**TASK TO CARRY OUT**
Retype each entry. Leave every word as it is.

Saved data entries
= = = =

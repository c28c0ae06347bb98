// ==========================================
// Correlativities Engine - Repository Errors
// ==========================================
// Tooling: thiserror derive
// ==========================================

use thiserror::Error;

/// Repository layer error
#[derive(Error, Debug)]
pub enum RepositoryError {
    // ===== Database errors =====
    #[error("record not found: {entity} with id={id}")]
    NotFound { entity: String, id: String },

    #[error("database connection failed: {0}")]
    DatabaseConnectionError(String),

    #[error("database lock failed: {0}")]
    LockError(String),

    #[error("database transaction failed: {0}")]
    DatabaseTransactionError(String),

    #[error("database query failed: {0}")]
    DatabaseQueryError(String),

    #[error("unique constraint violated: {0}")]
    UniqueConstraintViolation(String),

    #[error("foreign key violated: {0}")]
    ForeignKeyViolation(String),

    // ===== Business rule errors =====
    #[error("subject {subject_id} is full: capacity={capacity}, current_enrollment={current_enrollment}")]
    CapacityExceeded {
        subject_id: String,
        capacity: i32,
        current_enrollment: i32,
    },

    // ===== Data quality errors =====
    #[error("validation failed: {0}")]
    ValidationError(String),

    #[error("invalid value (field={field}): {message}")]
    FieldValueError { field: String, message: String },

    // ===== Generic =====
    #[error("internal error: {0}")]
    InternalError(String),

    #[error(transparent)]
    Other(#[from] anyhow::Error),
}

impl RepositoryError {
    pub fn not_found(entity: &str, id: impl ToString) -> Self {
        RepositoryError::NotFound {
            entity: entity.to_string(),
            id: id.to_string(),
        }
    }
}

impl From<rusqlite::Error> for RepositoryError {
    fn from(err: rusqlite::Error) -> Self {
        match err {
            rusqlite::Error::SqliteFailure(_, Some(msg)) => {
                if msg.contains("UNIQUE") {
                    RepositoryError::UniqueConstraintViolation(msg)
                } else if msg.contains("FOREIGN KEY") {
                    RepositoryError::ForeignKeyViolation(msg)
                } else {
                    RepositoryError::DatabaseQueryError(msg)
                }
            }
            rusqlite::Error::QueryReturnedNoRows => RepositoryError::NotFound {
                entity: "Unknown".to_string(),
                id: "Unknown".to_string(),
            },
            _ => RepositoryError::DatabaseQueryError(err.to_string()),
        }
    }
}

/// Result alias
pub type RepositoryResult<T> = Result<T, RepositoryError>;

#[cfg(test)]
mod tests {
    use super::*;

    #[test]
    fn test_no_rows_maps_to_not_found() {
        let err: RepositoryError = rusqlite::Error::QueryReturnedNoRows.into();
        assert!(matches!(err, RepositoryError::NotFound { .. }));
    }

    #[test]
    fn test_capacity_message_names_subject() {
        let err = RepositoryError::CapacityExceeded {
            subject_id: "ALG".to_string(),
            capacity: 30,
            current_enrollment: 30,
        };
        let msg = err.to_string();
        assert!(msg.contains("ALG"));
        assert!(msg.contains("capacity=30"));
    }
}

= = = =

**SOLUTION TO THIS PROBLEM**
repository c28c0ae06347bb98
// ==========================================
// Correlativities Engine - Repository Errors
// ==========================================
// Tooling: thiserror derive
// ==========================================

use thiserror::Error;

/// Repository layer error
#[derive(Error, Debug)]
pub enum RepositoryError {
    // ===== Database errors =====
    #[error("record not found: {entity} with id={id}")]
    NotFound { entity: String, id: String },

    #[error("database connection failed: {0}")]
    DatabaseConnectionError(String),

    #[error("database lock failed: {0}")]
    LockError(String),

    #[error("database transaction failed: {0}")]
    DatabaseTransactionError(String),

    #[error("database query failed: {0}")]
    DatabaseQueryError(String),

    #[error("unique constraint violated: {0}")]
    UniqueConstraintViolation(String),

    #[error("foreign key violated: {0}")]
    ForeignKeyViolation(String),

    // ===== Business rule errors =====
    #[error("subject {subject_id} is full: capacity={capacity}, current_enrollment={current_enrollment}")]
    CapacityExceeded {
        subject_id: String,
        capacity: i32,
        current_enrollment: i32,
    },

    // ===== Data quality errors =====
    #[error("validation failed: {0}")]
    ValidationError(String),

    #[error("invalid value (field={field}): {message}")]
    FieldValueError { field: String, message: String },

    // ===== Generic =====
    #[error("internal error: {0}")]
    InternalError(String),

    #[error(transparent)]
    Other(#[from] anyhow::Error),
}

impl RepositoryError {
    pub fn not_found(entity: &str, id: impl ToString) -> Self {
        RepositoryError::NotFound {
            entity: entity.to_string(),
            id: id.to_string(),
        }
    }
}

impl From<rusqlite::Error> for RepositoryError {
    fn from(err: rusqlite::Error) -> Self {
        match err {
            rusqlite::Error::SqliteFailure(_, Some(msg)) => {
                if msg.contains("UNIQUE") {
                    RepositoryError::UniqueConstraintViolation(msg)
                } else if msg.contains("FOREIGN KEY") {
                    RepositoryError::ForeignKeyViolation(msg)
                } else {
                    RepositoryError::DatabaseQueryError(msg)
                }
            }
            rusqlite::Error::QueryReturnedNoRows => RepositoryError::NotFound {
                entity: "Unknown".to_string(),
                id: "Unknown".to_string(),
            },
            _ => RepositoryError::DatabaseQueryError(err.to_string()),
        }
    }
}

/// Result alias
pub type RepositoryResult<T> = Result<T, RepositoryError>;

#[cfg(test)]
mod tests {
    use super::*;

    #[test]
    fn test_no_rows_maps_to_not_found() {
        let err: RepositoryError = rusqlite::Error::QueryReturnedNoRows.into();
        assert!(matches!(err, RepositoryError::NotFound { .. }));
    }

    #[test]
    fn test_capacity_message_names_subject() {
        let err = RepositoryError::CapacityExceeded {
            subject_id: "ALG".to_string(),
            capacity: 30,
            current_enrollment: 30,
        };
        let msg = err.to_string();
        assert!(msg.contains("ALG"));
        assert!(msg.contains("capacity=30"));
    }
}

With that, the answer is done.